No enredo, uma família é composta pelos personagens Homem (Eucir de Souza), Mulher (Ester Laccava) e Filha (Michelle Boesche), que vivem relações áridas. A situação muda quando os três enfrentam uma forte tempestade, tendo o ambiente e seus comportamentos alterados.
“Sagrada Família” se passa em um mundo pós-apocalíptico: o palco é coberto por escombros e a cenografia destaca um fio de arame farpado que traz a ideia de estagnação, confinamento e tortura. Em cena, os personagens não estabelecem diálogos, mas monólogos que formam falas desconexas. Suas emoções variam, quando não estão anestesiados, mostram-se hipersensíveis.

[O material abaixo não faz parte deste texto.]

//! publish
//!
//! Build-result notes on merge requests.
//!
//! # Design
//!
//! The publisher formats a note for a finished build and posts it on the
//! merge request the build came from. Note text interpolates the build
//! result, job display name, build number and absolute build URL; each
//! outcome has a default template and an optional configured override.
//!
//! Suppression options can skip the post entirely — a suppressed publish
//! performs zero network calls. Post failures surface to the caller; the
//! publisher does not retry.
//!
//! # Example
//!
//! ```
//! use gitlab_branch_source::api::mock::MockGitLab;
//! use gitlab_branch_source::publish::{
//!     BuildContext, BuildOutcome, MessagePublisher, PublishOptions, PublishOutcome,
//! };
//!
//! # tokio_test::block_on(async {
//! let api = MockGitLab::new();
//! let publisher = MessagePublisher::new(&api, PublishOptions::default());
//! let ctx = BuildContext {
//!     job_name: "app".to_string(),
//!     build_number: 4,
//!     build_url: "https://jenkins.example.com/job/app/4/".to_string(),
//!     previous_outcome: None,
//! };
//!
//! let outcome = publisher.publish(3, 1, BuildOutcome::Success, &ctx).await.unwrap();
//! assert_eq!(outcome, PublishOutcome::Published);
//! # });
//! ```

use thiserror::Error;

use crate::api::{ApiError, GitLabApi};

/// The outcome of a finished build.
#[derive(Debug, Clone, Copy, PartialEq, Eq)]
pub enum BuildOutcome {
    /// The build succeeded.
    Success,
    /// The build completed with test failures or similar degradation.
    Unstable,
    /// The build failed.
    Failure,
    /// The build was aborted.
    Aborted,
}

impl std::fmt::Display for BuildOutcome {
    fn fmt(&self, f: &mut std::fmt::Formatter<'_>) -> std::fmt::Result {
        match self {
            BuildOutcome::Success => write!(f, "SUCCESS"),
            BuildOutcome::Unstable => write!(f, "UNSTABLE"),
            BuildOutcome::Failure => write!(f, "FAILURE"),
            BuildOutcome::Aborted => write!(f, "ABORTED"),
        }
    }
}

impl BuildOutcome {
    /// Emoji prefix of the default note template.
    fn emoji(&self) -> &'static str {
        match self {
            BuildOutcome::Success => ":white_check_mark:",
            BuildOutcome::Unstable => ":warning:",
            BuildOutcome::Failure => ":negative_squared_cross_mark:",
            BuildOutcome::Aborted => ":point_up:",
        }
    }
}

/// Metadata of the finished build, supplied by the host.
#[derive(Debug, Clone)]
pub struct BuildContext {
    /// Job display name.
    pub job_name: String,
    /// Build number.
    pub build_number: u64,
    /// Absolute build URL.
    pub build_url: String,
    /// Outcome of the immediately preceding build, if any.
    pub previous_outcome: Option<BuildOutcome>,
}

/// Publisher configuration.
#[derive(Debug, Clone, Default)]
pub struct PublishOptions {
    /// Post only when the build failed.
    pub only_for_failure: bool,
    /// Post only when the outcome differs from the preceding build's.
    pub only_if_outcome_changed: bool,
    /// Override for the success note.
    pub success_note: Option<String>,
    /// Override for the failure note (also used for unstable builds).
    pub failure_note: Option<String>,
    /// Override for the aborted note.
    pub aborted_note: Option<String>,
}

/// Errors from publishing.
#[derive(Debug, Error)]
pub enum PublishError {
    /// The note could not be posted.
    #[error("failed to post note: {0}")]
    Post(#[from] ApiError),
}

/// Whether a publish posted a note or was suppressed by configuration.
#[derive(Debug, Clone, Copy, PartialEq, Eq)]
pub enum PublishOutcome {
    /// The note was posted.
    Published,
    /// Configuration suppressed the note; no network call was made.
    Suppressed,
}

/// Posts build-result notes on merge requests.
pub struct MessagePublisher<'a> {
    api: &'a dyn GitLabApi,
    options: PublishOptions,
}

impl<'a> MessagePublisher<'a> {
    /// Create a publisher over an API collaborator.
    pub fn new(api: &'a dyn GitLabApi, options: PublishOptions) -> Self {
        Self { api, options }
    }

    /// The note text for an outcome, applying configured overrides.
    pub fn note_for(&self, outcome: BuildOutcome, ctx: &BuildContext) -> String {
        let custom = match outcome {
            BuildOutcome::Success => self.options.success_note.as_ref(),
            BuildOutcome::Unstable | BuildOutcome::Failure => self.options.failure_note.as_ref(),
            BuildOutcome::Aborted => self.options.aborted_note.as_ref(),
        };
        if let Some(note) = custom {
            return note.clone();
        }

        format!(
            "{} Jenkins Build {}\n\nResults available at: [Jenkins [{} #{}]]({})",
            outcome.emoji(),
            outcome,
            ctx.job_name,
            ctx.build_number,
            ctx.build_url,
        )
    }

    /// Whether configuration suppresses this publish.
    fn is_suppressed(&self, outcome: BuildOutcome, ctx: &BuildContext) -> bool {
        if self.options.only_for_failure && outcome != BuildOutcome::Failure {
            return true;
        }
        if self.options.only_if_outcome_changed && ctx.previous_outcome == Some(outcome) {
            return true;
        }
        false
    }

    /// Publish the build outcome on a merge request.
    ///
    /// # Errors
    ///
    /// Returns `PublishError::Post` when the note-posting call fails. The
    /// failure belongs to this publish step, not to the build.
    pub async fn publish(
        &self,
        project_id: u64,
        merge_request_iid: u64,
        outcome: BuildOutcome,
        ctx: &BuildContext,
    ) -> Result<PublishOutcome, PublishError> {
        if self.is_suppressed(outcome, ctx) {
            return Ok(PublishOutcome::Suppressed);
        }

        let note = self.note_for(outcome, ctx);
        self.api
            .post_merge_request_note(project_id, merge_request_iid, &note)
            .await?;
        Ok(PublishOutcome::Published)
    }
}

Assim como em “Nijinski — Minha Loucura É o Amor da Humanidade”, peça em que Gabriela retratou parte da dura vida do bailarino ucraniano, em “Sagrada Família” um assunto árduo é tratado de forma poética. “Enquanto a trama áspera traça um retrato social, a poesia gera a possibilidade de um discurso aberto”, diz a dramaturga, destacando que a técnica é capaz de abarcar diversas interpretações.
Outra característica comum das duas montagens é o cuidado com a partitura física, o que fica claro na movimentação precisa do elenco. Para Gabriela, o trabalho físico não só compõe a beleza da cena, mas complementa o texto ao apresentar algo além do que é dito. “Os corpos dos atores oscilam entre movimentos lentos e contínuos que remetem ao butô e ações explosivas”, diz. “Estas últimas nada mais são do que o grito do instinto de sobrevivência de cada um contra a desumanização.”
Ficha técnica
Texto, direção e cenário: Gabriela Mellão
Elenco: Ester Laccava, Eucir de Souza e Michelle Boesche
Trilha sonora: Raul Teixeira
Desenho de luz: Robson Bessa e Vinícius Passos
Figurino: Thais Nemirovsky
Coreografia: Reinaldo Soares
Produção: Berenice Haddad
Serviço
SP Escola de Teatro – Sala R1 (80 lugares)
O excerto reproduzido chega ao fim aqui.